Career highlights and awards
- 3× National champion (1921, 1922, 1923); All-American (1923); Cornell Athletics Hall of Fame;

= Charles E. Cassidy =

American athlete and judge (1901–1972)

Charles E. Cassidy (September 11, 1901 – May 27, 1972) was a college football and lacrosse player for the Cornell Big Red, inducted into the Cornell Athletics Hall of Fame. After graduation, he served as Attorney General for the Territory of Hawaii and U.S. Commissioner after Hawaii became a state. He was a justice of the Hawaii Supreme Court from October 5, 1959, to May 8, 1967.

==Cornell==

Born in San Francisco, California to John Cassidy and Eliza (Emmes) Cassidy, Cassidy attended Cornell University. He was a prominent end and fullback for the Cornell Big Red football teams of 1921, 1922, and 1923, in the backfield with George Pfann, Eddie Kaw, and Floyd Ramsey.

Cassidy received an LL.B. from Cornell University in 1925.

==Law career==
Cassidy began his law career in New York City, moving to Hawaii in 1926 to work for the office of the United States Attorney there.
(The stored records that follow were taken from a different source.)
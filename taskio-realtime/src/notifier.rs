//! Notification assembly: resolve the audience for a mutation and fan out.
//!
//! The assembler sits between the collaborator façades and the session
//! registry. Audience resolution always queries the membership service
//! directly, never the cache, so a membership change and the event that
//! announces it cannot observe each other out of order. Every entry point
//! returns `()`: a failed notification is logged and dropped, it must never
//! fail or delay the mutating request that triggered it.

use async_trait::async_trait;
use std::collections::HashSet;
use std::sync::Arc;
use tracing::{debug, warn};

use taskio_core::directory::ProjectDirectory;
use taskio_core::metrics;
use taskio_core::models::{ProjectId, ProjectMember, UserId};
use taskio_core::Result;

use crate::broker::MessageHandler;
use crate::events::{Event, EventPayload, PushMessage};
use crate::registry::SessionRegistry;

/// Resolves audiences and pushes events through the session registry.
///
/// Also serves as the broker bridge's [`MessageHandler`]: messages consumed
/// off the stream carry a precomputed audience and go straight to
/// [`Notifier::notify_users`].
#[derive(Clone)]
pub struct Notifier {
    registry: Arc<SessionRegistry>,
    directory: Arc<dyn ProjectDirectory>,
}

impl Notifier {
    pub fn new(registry: Arc<SessionRegistry>, directory: Arc<dyn ProjectDirectory>) -> Self {
        Self {
            registry,
            directory,
        }
    }

    /// Deliver `event` to every current member of the project.
    ///
    /// Membership is fetched fresh from the collaborator service. If the
    /// lookup fails the notification is dropped with a warning; clients
    /// recover on their next refetch.
    pub async fn notify_project_participants(&self, project_id: &ProjectId, event: Event) {
        let members = match self.directory.project_members(project_id).await {
            Ok(members) => members,
            Err(e) => {
                metrics::sessions::EVENTS_DROPPED
                    .with_label_values(&["membership_lookup_failed"])
                    .inc();
                warn!(
                    project_id = %project_id.as_str(),
                    event_type = %event.event_type,
                    error = %e,
                    "Membership lookup failed, dropping notification"
                );
                return;
            }
        };

        let mut delivered = 0;
        for member in &members {
            delivered += self.registry.send_to_user(&member.user_id, &event);
        }
        debug!(
            project_id = %project_id.as_str(),
            event_type = %event.event_type,
            members = members.len(),
            delivered = delivered,
            "Notified project participants"
        );
    }

    /// Compare two membership lists and tell each affected user about their
    /// own change.
    ///
    /// Added users receive `project_user_added`, removed users receive
    /// `project_user_removed`, and nobody else is contacted. Unchanged
    /// members learn about roster changes from their next membership read.
    pub fn notify_membership_delta(
        &self,
        project_id: &ProjectId,
        old_members: &[ProjectMember],
        new_members: &[ProjectMember],
    ) {
        let old_ids: HashSet<&UserId> = old_members.iter().map(|m| &m.user_id).collect();
        let new_ids: HashSet<&UserId> = new_members.iter().map(|m| &m.user_id).collect();

        let mut added = 0;
        for user_id in new_ids.difference(&old_ids).copied() {
            let event = Event::member_added(project_id, user_id);
            self.registry.send_to_user(user_id, &event);
            added += 1;
        }

        let mut removed = 0;
        for user_id in old_ids.difference(&new_ids).copied() {
            let event = Event::member_removed(project_id, user_id);
            self.registry.send_to_user(user_id, &event);
            removed += 1;
        }

        if added > 0 || removed > 0 {
            debug!(
                project_id = %project_id.as_str(),
                added = added,
                removed = removed,
                "Notified membership delta"
            );
        }
    }

    /// Shape a create/update/delete event for a sprint, epic or task and
    /// deliver it to the owning project's members.
    pub async fn notify_entity_event<T>(&self, event_type: &str, entity: &T)
    where
        T: EventPayload + Sync,
    {
        let project_id = entity.project_id().clone();
        let event = match Event::entity(event_type, entity) {
            Ok(event) => event,
            Err(e) => {
                metrics::sessions::EVENTS_DROPPED
                    .with_label_values(&["payload_shape_failed"])
                    .inc();
                warn!(
                    event_type = event_type,
                    project_id = %project_id.as_str(),
                    error = %e,
                    "Failed to shape entity event, dropping notification"
                );
                return;
            }
        };
        self.notify_project_participants(&project_id, event).await;
    }

    /// Fan out to an explicit, already-resolved audience.
    pub fn notify_users(&self, users: &[UserId], event: &Event) {
        let mut delivered = 0;
        for user_id in users {
            delivered += self.registry.send_to_user(user_id, event);
        }
        debug!(
            event_type = %event.event_type,
            audience = users.len(),
            delivered = delivered,
            "Fanned out to explicit audience"
        );
    }
}

#[async_trait]
impl MessageHandler for Notifier {
    async fn handle(&self, message: PushMessage) -> Result<()> {
        self.notify_users(&message.users, &message.event);
        Ok(())
    }
}

#[cfg(test)]
mod tests {
    use super::*;
    use crate::events::types;
    use mockall::mock;
    use serde_json::Map;
    use taskio_core::models::{MemberRole, Sprint, SprintId};
    use taskio_core::Error;
    use tokio::sync::mpsc::error::TryRecvError;

    mock! {
        Directory {}

        #[async_trait]
        impl ProjectDirectory for Directory {
            async fn project_members(&self, project_id: &ProjectId) -> Result<Vec<ProjectMember>>;
        }
    }

    fn user(id: &str) -> UserId {
        UserId::from_string(id.to_string())
    }

    fn member(id: &str) -> ProjectMember {
        ProjectMember::with_role(user(id), MemberRole::Assignee)
    }

    fn project() -> ProjectId {
        ProjectId::from_string("p1".to_string())
    }

    fn test_event() -> Event {
        Event::for_project(types::TASK_UPDATED, project(), Map::new())
    }

    fn notifier_with(directory: MockDirectory) -> (Notifier, Arc<SessionRegistry>) {
        let registry = Arc::new(SessionRegistry::new());
        let notifier = Notifier::new(registry.clone(), Arc::new(directory));
        (notifier, registry)
    }

    #[tokio::test]
    async fn test_participants_receive_event() {
        let mut directory = MockDirectory::new();
        directory
            .expect_project_members()
            .returning(|_| Ok(vec![member("alice"), member("bob")]));
        let (notifier, registry) = notifier_with(directory);

        let (_, mut alice_rx) = registry.connect(user("alice"));
        let (_, mut bob_rx) = registry.connect(user("bob"));
        let (_, mut carol_rx) = registry.connect(user("carol"));

        notifier
            .notify_project_participants(&project(), test_event())
            .await;

        assert_eq!(alice_rx.try_recv().unwrap().event_type, types::TASK_UPDATED);
        assert_eq!(bob_rx.try_recv().unwrap().event_type, types::TASK_UPDATED);
        // Not a member, gets nothing.
        assert_eq!(carol_rx.try_recv().unwrap_err(), TryRecvError::Empty);
    }

    #[tokio::test]
    async fn test_lookup_failure_drops_notification() {
        let mut directory = MockDirectory::new();
        directory
            .expect_project_members()
            .returning(|_| Err(Error::Upstream("membership service unreachable".to_string())));
        let (notifier, registry) = notifier_with(directory);

        let (_, mut alice_rx) = registry.connect(user("alice"));

        // Returns without error; nobody receives a push.
        notifier
            .notify_project_participants(&project(), test_event())
            .await;

        assert_eq!(alice_rx.try_recv().unwrap_err(), TryRecvError::Empty);
    }

    #[tokio::test]
    async fn test_membership_delta_reaches_only_affected_users() {
        let (notifier, registry) = notifier_with(MockDirectory::new());

        let (_, mut alice_rx) = registry.connect(user("alice"));
        let (_, mut bob_rx) = registry.connect(user("bob"));
        let (_, mut carol_rx) = registry.connect(user("carol"));

        let old_members = vec![member("alice"), member("bob")];
        let new_members = vec![member("bob"), member("carol")];
        notifier.notify_membership_delta(&project(), &old_members, &new_members);

        let removed = alice_rx.try_recv().unwrap();
        assert_eq!(removed.event_type, types::PROJECT_USER_REMOVED);
        assert_eq!(removed.project_id, Some(project()));
        assert_eq!(
            removed.payload.get("user_id").and_then(|v| v.as_str()),
            Some("alice")
        );
        assert_eq!(alice_rx.try_recv().unwrap_err(), TryRecvError::Empty);

        let added = carol_rx.try_recv().unwrap();
        assert_eq!(added.event_type, types::PROJECT_USER_ADDED);
        assert_eq!(
            added.payload.get("user_id").and_then(|v| v.as_str()),
            Some("carol")
        );
        assert_eq!(carol_rx.try_recv().unwrap_err(), TryRecvError::Empty);

        // Present in both lists, hears nothing.
        assert_eq!(bob_rx.try_recv().unwrap_err(), TryRecvError::Empty);
    }

    #[tokio::test]
    async fn test_unchanged_membership_emits_nothing() {
        let (notifier, registry) = notifier_with(MockDirectory::new());
        let (_, mut alice_rx) = registry.connect(user("alice"));

        let members = vec![member("alice")];
        notifier.notify_membership_delta(&project(), &members, &members);

        assert_eq!(alice_rx.try_recv().unwrap_err(), TryRecvError::Empty);
    }

    #[tokio::test]
    async fn test_entity_event_is_shaped_and_fanned_out() {
        let mut directory = MockDirectory::new();
        directory
            .expect_project_members()
            .returning(|_| Ok(vec![member("alice")]));
        let (notifier, registry) = notifier_with(directory);

        let (_, mut alice_rx) = registry.connect(user("alice"));

        let sprint = Sprint {
            id: SprintId::from_string("s1".to_string()),
            project_id: project(),
            name: "Sprint 1".to_string(),
            description: None,
            start_date: None,
            end_date: None,
            is_started: false,
        };
        notifier
            .notify_entity_event(types::SPRINT_CREATED, &sprint)
            .await;

        let event = alice_rx.try_recv().unwrap();
        assert_eq!(event.event_type, types::SPRINT_CREATED);
        assert_eq!(event.project_id, Some(project()));
        let nested = event.payload.get("sprint").unwrap();
        assert_eq!(nested.get("name").and_then(|v| v.as_str()), Some("Sprint 1"));
        assert!(nested.get("project_id").is_none());
    }

    #[tokio::test]
    async fn test_notify_users_targets_exact_audience() {
        let (notifier, registry) = notifier_with(MockDirectory::new());

        let (_, mut alice_rx) = registry.connect(user("alice"));
        let (_, mut bob_rx) = registry.connect(user("bob"));

        notifier.notify_users(&[user("alice")], &test_event());

        assert!(alice_rx.try_recv().is_ok());
        assert_eq!(bob_rx.try_recv().unwrap_err(), TryRecvError::Empty);
    }

    #[tokio::test]
    async fn test_handle_delivers_to_local_sessions() {
        let (notifier, registry) = notifier_with(MockDirectory::new());
        let (_, mut alice_rx) = registry.connect(user("alice"));

        let message = PushMessage::new(vec![user("alice")], test_event());
        notifier.handle(message).await.unwrap();

        assert_eq!(alice_rx.try_recv().unwrap().event_type, types::TASK_UPDATED);
    }
}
After a year, he transferred to the City and County Attorney's office, and in 1929 he went to the Attorney General's office. In 1932 he joined the staff of the Public Prosecutor's office as a Deputy and later became Public Prosecutor. He served as a Judge of the First Circuit from 1943-1947. In 1947 he entered private practice where he remained until his 1959 appointment to the Supreme Court.

==Personal life==
On June 30, 1930, Cassidy married Helen O. Moses, a member of the 1920 United States Olympic swim team.